Opened 4 years ago

Closed 3 years ago

#1410 closed defect (fixed)

Segmentation fault at safety 3

Reported by: matt.kaufmann Owned by: rme
Priority: major Milestone:
Component: Compiler Version: trunk
Keywords: Cc:

Description

It seems very surprising to get a segmentation fault with safety 3. Below are instructions from the README file of the attached gzipped tarfile, which show how to re-create that behavior. This example is a lightly modified version of a real problem we are having, where we cannot debug the problem because of the segmentation fault. Note: We did this on linux:

dunnottar:~% uname -a Linux dunnottar 3.13.0-110-generic #157-Ubuntu SMP Mon Feb 20 11:54:05 UTC 2017 x86_64 x86_64 x86_64 GNU/Linux dunnottar:~%

But we have seen this problem on Mac as well.

Note: We have reproduced this bug using this CCL

Welcome to Clozure Common Lisp Version 1.12-dev-r16783M-trunk (LinuxX8664)!

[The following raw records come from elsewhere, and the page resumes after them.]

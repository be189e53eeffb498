//! Keyed-hash signing
//!
//! Computes and verifies the HMAC signature covering `header.payload`. The
//! algorithm is fixed at construction from trusted configuration; a
//! presented token's own `alg` header never selects the hash function.

use std::fmt;

use base64::{Engine, engine::general_purpose::URL_SAFE_NO_PAD};
use hmac::{Hmac, Mac};
use sha2::{Sha256, Sha512};

type HmacSha256 = Hmac<Sha256>;
type HmacSha512 = Hmac<Sha512>;

/// Supported keyed-hash algorithms.
#[derive(Debug, Clone, Copy, PartialEq, Eq)]
pub enum Algorithm {
    HS256,
    HS512,
}

impl Algorithm {
    /// Parse a configured algorithm name.
    ///
    /// Accepts the JWT identifiers (`HS256`, `HS512`) as well as the plain
    /// hash names (`sha256`, `sha512`), case-insensitively.
    pub fn from_config_name(name: &str) -> Option<Self> {
        match name.to_ascii_lowercase().as_str() {
            "hs256" | "sha256" | "sha-256" => Some(Self::HS256),
            "hs512" | "sha512" | "sha-512" => Some(Self::HS512),
            _ => None,
        }
    }

    /// The identifier written into the token header.
    pub fn header_value(&self) -> &'static str {
        match self {
            Self::HS256 => "HS256",
            Self::HS512 => "HS512",
        }
    }

    /// Raw digest size in bytes.
    pub fn digest_length(&self) -> usize {
        match self {
            Self::HS256 => 32,
            Self::HS512 => 64,
        }
    }

    /// Length of a base64url-encoded signature segment.
    pub fn encoded_signature_length(&self) -> usize {
        match self {
            Self::HS256 => 43,
            Self::HS512 => 86,
        }
    }
}

impl fmt::Display for Algorithm {
    fn fmt(&self, f: &mut fmt::Formatter<'_>) -> fmt::Result {
        f.write_str(self.header_value())
    }
}

/// HMAC signer over a fixed algorithm and secret.
#[derive(Clone)]
pub struct HmacSigner {
    algorithm: Algorithm,
    secret: Vec<u8>,
}

impl fmt::Debug for HmacSigner {
    fn fmt(&self, f: &mut fmt::Formatter<'_>) -> fmt::Result {
        f.debug_struct("HmacSigner")
            .field("algorithm", &self.algorithm)
            .field("secret", &"[hidden]")
            .finish()
    }
}

impl HmacSigner {
    pub fn new(algorithm: Algorithm, secret: impl Into<Vec<u8>>) -> Self {
        Self {
            algorithm,
            secret: secret.into(),
        }
    }

    pub fn algorithm(&self) -> Algorithm {
        self.algorithm
    }

    /// Sign the input and encode the raw digest bytes as base64url.
    ///
    /// Pure function of (input, secret, algorithm): no randomness, no clock.
    pub fn sign(&self, signing_input: &str) -> String {
        URL_SAFE_NO_PAD.encode(self.raw_digest(signing_input))
    }

    /// Sign the input and return the digest as lowercase hex.
    pub fn sign_hex(&self, signing_input: &str) -> String {
        hex::encode(self.raw_digest(signing_input))
    }

    /// Recompute the signature and compare it to the presented one in
    /// constant time.
    pub fn verify(&self, signing_input: &str, presented: &str) -> bool {
        constant_time_eq(&self.sign(signing_input), presented)
    }

    fn raw_digest(&self, signing_input: &str) -> Vec<u8> {
        match self.algorithm {
            Algorithm::HS256 => {
                let mut mac = HmacSha256::new_from_slice(&self.secret)
                    .expect("HMAC can take key of any size");
                mac.update(signing_input.as_bytes());
                mac.finalize().into_bytes().to_vec()
            }
            Algorithm::HS512 => {
                let mut mac = HmacSha512::new_from_slice(&self.secret)
                    .expect("HMAC can take key of any size");
                mac.update(signing_input.as_bytes());
                mac.finalize().into_bytes().to_vec()
            }
        }
    }
}

/// Constant-time string comparison to prevent timing attacks
fn constant_time_eq(a: &str, b: &str) -> bool {
    if a.len() != b.len() {
        return false;
    }

    let a_bytes = a.as_bytes();
    let b_bytes = b.as_bytes();

    let mut result = 0u8;

    for i in 0..a_bytes.len() {
        result |= a_bytes[i] ^ b_bytes[i];
    }

    result == 0
}
//! Wire codec
//!
//! Canonical JSON serialization of header and claim-set objects, wrapped in
//! padding-free URL-safe base64. Encoding is pure and deterministic for a
//! given input; decoding reports any failure as a malformed payload.

use base64::{Engine, engine::general_purpose::URL_SAFE_NO_PAD};

use crate::domain::claims::ClaimSet;
use crate::domain::error::TokenError;
use crate::domain::token::Header;

/// Encode bytes as URL-safe base64 without padding.
pub fn base64url_encode(data: &[u8]) -> String {
    URL_SAFE_NO_PAD.encode(data)
}

/// Decode padding-free URL-safe base64.
pub fn base64url_decode(encoded: &str) -> Result<Vec<u8>, base64::DecodeError> {
    URL_SAFE_NO_PAD.decode(encoded)
}

/// Serialize and encode a token header.
pub fn encode_header(header: &Header) -> Result<String, TokenError> {
    let bytes = serde_json::to_vec(header)
        .map_err(|e| TokenError::serialization(format!("Failed to serialize header: {e}")))?;
    Ok(base64url_encode(&bytes))
}

/// Serialize and encode a claim set.
pub fn encode_claims(claims: &ClaimSet) -> Result<String, TokenError> {
    let bytes = serde_json::to_vec(claims)
        .map_err(|e| TokenError::serialization(format!("Failed to serialize claims: {e}")))?;
    Ok(base64url_encode(&bytes))
}

/// Decode a payload segment back into a claim set.
///
/// Fails with `MalformedPayload` when the segment is not valid base64url or
/// the decoded bytes are not a claims object with supported value types.
pub fn decode_claims(encoded: &str) -> Result<ClaimSet, TokenError> {
    let bytes = base64url_decode(encoded)
        .map_err(|e| TokenError::malformed_payload(format!("Invalid base64url: {e}")))?;

    serde_json::from_slice(&bytes)
        .map_err(|e| TokenError::malformed_payload(format!("Invalid claims object: {e}")))
}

but also ones as recent as last weekend.

.....

wget https://github.com/acl2-devel/acl2-devel/releases/download/7.3/acl2-7.3.tar.gz
tar xfz acl2-7.3.tar.gz
# Save disk space
rm -rf acl2-7.3/books
rm acl2-7.3.tar.gz
cd acl2-7.3
(time nice make LISP=ccl ACL2_SAFETY=3) >& make-safety-3.log
cd ..
./acl2-7.3/saved_acl2
(value :q)
(load "clrat-parser.lisp")
(clrat-read-file "R_4_4_18.clrat" state)

Attachments (1)

ccl-bug.tgz (4.7 MB) - added by matt.kaufmann 4 years ago.
See ticket description (or README from this gzipped tarfile)

Change History (16)

Changed 4 years ago by matt.kaufmann

See ticket description (or README from this gzipped tarfile)

comment:1 Changed 4 years ago by rme

  • Owner set to rme

Clearly, stuff shouldn't crash when built with safety 3. Full stop.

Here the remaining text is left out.